◆ ASSIGNED TASK ◆
The entries are to be duplicated exactly, with nothing left out.

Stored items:
------

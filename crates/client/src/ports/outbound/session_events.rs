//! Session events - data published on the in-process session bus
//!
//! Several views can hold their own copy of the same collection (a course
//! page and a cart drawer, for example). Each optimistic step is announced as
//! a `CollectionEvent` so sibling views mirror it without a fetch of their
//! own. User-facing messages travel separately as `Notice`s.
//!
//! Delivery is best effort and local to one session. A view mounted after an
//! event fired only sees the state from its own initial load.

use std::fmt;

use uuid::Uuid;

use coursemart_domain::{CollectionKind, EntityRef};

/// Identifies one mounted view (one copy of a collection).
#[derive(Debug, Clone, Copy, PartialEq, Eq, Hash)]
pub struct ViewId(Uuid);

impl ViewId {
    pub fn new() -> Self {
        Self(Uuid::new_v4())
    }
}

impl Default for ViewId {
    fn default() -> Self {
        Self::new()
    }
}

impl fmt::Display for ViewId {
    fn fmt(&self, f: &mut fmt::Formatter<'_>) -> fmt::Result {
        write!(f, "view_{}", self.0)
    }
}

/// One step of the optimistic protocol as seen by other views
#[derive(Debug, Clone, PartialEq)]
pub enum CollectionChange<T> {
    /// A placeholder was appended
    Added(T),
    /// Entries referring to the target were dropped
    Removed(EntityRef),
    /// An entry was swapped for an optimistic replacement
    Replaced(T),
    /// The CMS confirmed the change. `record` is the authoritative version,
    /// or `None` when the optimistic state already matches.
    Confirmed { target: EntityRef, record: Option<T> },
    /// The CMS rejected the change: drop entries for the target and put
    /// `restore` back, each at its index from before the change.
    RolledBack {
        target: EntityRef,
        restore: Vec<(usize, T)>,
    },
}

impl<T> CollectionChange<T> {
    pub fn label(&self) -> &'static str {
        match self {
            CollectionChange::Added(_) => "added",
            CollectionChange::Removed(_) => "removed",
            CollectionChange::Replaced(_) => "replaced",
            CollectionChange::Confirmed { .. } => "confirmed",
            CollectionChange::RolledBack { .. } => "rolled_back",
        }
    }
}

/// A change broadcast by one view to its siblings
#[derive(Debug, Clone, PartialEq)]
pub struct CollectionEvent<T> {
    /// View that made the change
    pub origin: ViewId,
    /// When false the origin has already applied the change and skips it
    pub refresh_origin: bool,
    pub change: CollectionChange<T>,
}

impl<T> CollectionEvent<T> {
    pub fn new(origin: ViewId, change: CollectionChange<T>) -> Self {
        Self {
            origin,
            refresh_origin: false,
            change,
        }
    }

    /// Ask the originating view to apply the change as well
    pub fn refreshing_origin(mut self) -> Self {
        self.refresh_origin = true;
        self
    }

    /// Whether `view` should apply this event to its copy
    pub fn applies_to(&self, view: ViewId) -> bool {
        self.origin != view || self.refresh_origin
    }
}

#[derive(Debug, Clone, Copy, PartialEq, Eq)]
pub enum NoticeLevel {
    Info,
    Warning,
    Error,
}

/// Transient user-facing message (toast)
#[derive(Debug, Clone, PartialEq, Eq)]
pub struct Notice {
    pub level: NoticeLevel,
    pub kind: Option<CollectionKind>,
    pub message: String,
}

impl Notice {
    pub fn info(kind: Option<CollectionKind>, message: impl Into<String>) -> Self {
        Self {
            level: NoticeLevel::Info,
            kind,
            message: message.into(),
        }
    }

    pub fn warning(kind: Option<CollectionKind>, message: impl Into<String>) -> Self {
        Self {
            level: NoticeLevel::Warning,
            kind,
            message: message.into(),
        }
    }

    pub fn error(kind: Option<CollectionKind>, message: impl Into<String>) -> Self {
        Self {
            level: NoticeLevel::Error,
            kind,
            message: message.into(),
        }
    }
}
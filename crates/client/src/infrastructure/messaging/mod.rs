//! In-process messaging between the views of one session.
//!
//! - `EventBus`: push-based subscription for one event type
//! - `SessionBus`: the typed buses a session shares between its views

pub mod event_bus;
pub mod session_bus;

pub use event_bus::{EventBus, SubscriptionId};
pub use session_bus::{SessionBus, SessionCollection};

------

◆ EXERCISE OUTPUT ◆
filename crates/client/src/ports/outbound/session_events.rs
//! Session events - data published on the in-process session bus
//!
//! Several views can hold their own copy of the same collection (a course
//! page and a cart drawer, for example). Each optimistic step is announced as
//! a `CollectionEvent` so sibling views mirror it without a fetch of their
//! own. User-facing messages travel separately as `Notice`s.
//!
//! Delivery is best effort and local to one session. A view mounted after an
//! event fired only sees the state from its own initial load.

use std::fmt;

use uuid::Uuid;

use coursemart_domain::{CollectionKind, EntityRef};

/// Identifies one mounted view (one copy of a collection).
#[derive(Debug, Clone, Copy, PartialEq, Eq, Hash)]
pub struct ViewId(Uuid);

impl ViewId {
    pub fn new() -> Self {
        Self(Uuid::new_v4())
    }
}

impl Default for ViewId {
    fn default() -> Self {
        Self::new()
    }
}

impl fmt::Display for ViewId {
    fn fmt(&self, f: &mut fmt::Formatter<'_>) -> fmt::Result {
        write!(f, "view_{}", self.0)
    }
}

/// One step of the optimistic protocol as seen by other views
#[derive(Debug, Clone, PartialEq)]
pub enum CollectionChange<T> {
    /// A placeholder was appended
    Added(T),
    /// Entries referring to the target were dropped
    Removed(EntityRef),
    /// An entry was swapped for an optimistic replacement
    Replaced(T),
    /// The CMS confirmed the change. `record` is the authoritative version,
    /// or `None` when the optimistic state already matches.
    Confirmed { target: EntityRef, record: Option<T> },
    /// The CMS rejected the change: drop entries for the target and put
    /// `restore` back, each at its index from before the change.
    RolledBack {
        target: EntityRef,
        restore: Vec<(usize, T)>,
    },
}

impl<T> CollectionChange<T> {
    pub fn label(&self) -> &'static str {
        match self {
            CollectionChange::Added(_) => "added",
            CollectionChange::Removed(_) => "removed",
            CollectionChange::Replaced(_) => "replaced",
            CollectionChange::Confirmed { .. } => "confirmed",
            CollectionChange::RolledBack { .. } => "rolled_back",
        }
    }
}

/// A change broadcast by one view to its siblings
#[derive(Debug, Clone, PartialEq)]
pub struct CollectionEvent<T> {
    /// View that made the change
    pub origin: ViewId,
    /// When false the origin has already applied the change and skips it
    pub refresh_origin: bool,
    pub change: CollectionChange<T>,
}

impl<T> CollectionEvent<T> {
    pub fn new(origin: ViewId, change: CollectionChange<T>) -> Self {
        Self {
            origin,
            refresh_origin: false,
            change,
        }
    }

    /// Ask the originating view to apply the change as well
    pub fn refreshing_origin(mut self) -> Self {
        self.refresh_origin = true;
        self
    }

    /// Whether `view` should apply this event to its copy
    pub fn applies_to(&self, view: ViewId) -> bool {
        self.origin != view || self.refresh_origin
    }
}

#[derive(Debug, Clone, Copy, PartialEq, Eq)]
pub enum NoticeLevel {
    Info,
    Warning,
    Error,
}

/// Transient user-facing message (toast)
#[derive(Debug, Clone, PartialEq, Eq)]
pub struct Notice {
    pub level: NoticeLevel,
    pub kind: Option<CollectionKind>,
    pub message: String,
}

impl Notice {
    pub fn info(kind: Option<CollectionKind>, message: impl Into<String>) -> Self {
        Self {
            level: NoticeLevel::Info,
            kind,
            message: message.into(),
        }
    }

    pub fn warning(kind: Option<CollectionKind>, message: impl Into<String>) -> Self {
        Self {
            level: NoticeLevel::Warning,
            kind,
            message: message.into(),
        }
    }

    pub fn error(kind: Option<CollectionKind>, message: impl Into<String>) -> Self {
        Self {
            level: NoticeLevel::Error,
            kind,
            message: message.into(),
        }
    }
}
filename crates/client/src/infrastructure/messaging/mod.rs
//! In-process messaging between the views of one session.
//!
//! - `EventBus`: push-based subscription for one event type
//! - `SessionBus`: the typed buses a session shares between its views

pub mod event_bus;
pub mod session_bus;

pub use event_bus::{EventBus, SubscriptionId};
pub use session_bus::{SessionBus, SessionCollection};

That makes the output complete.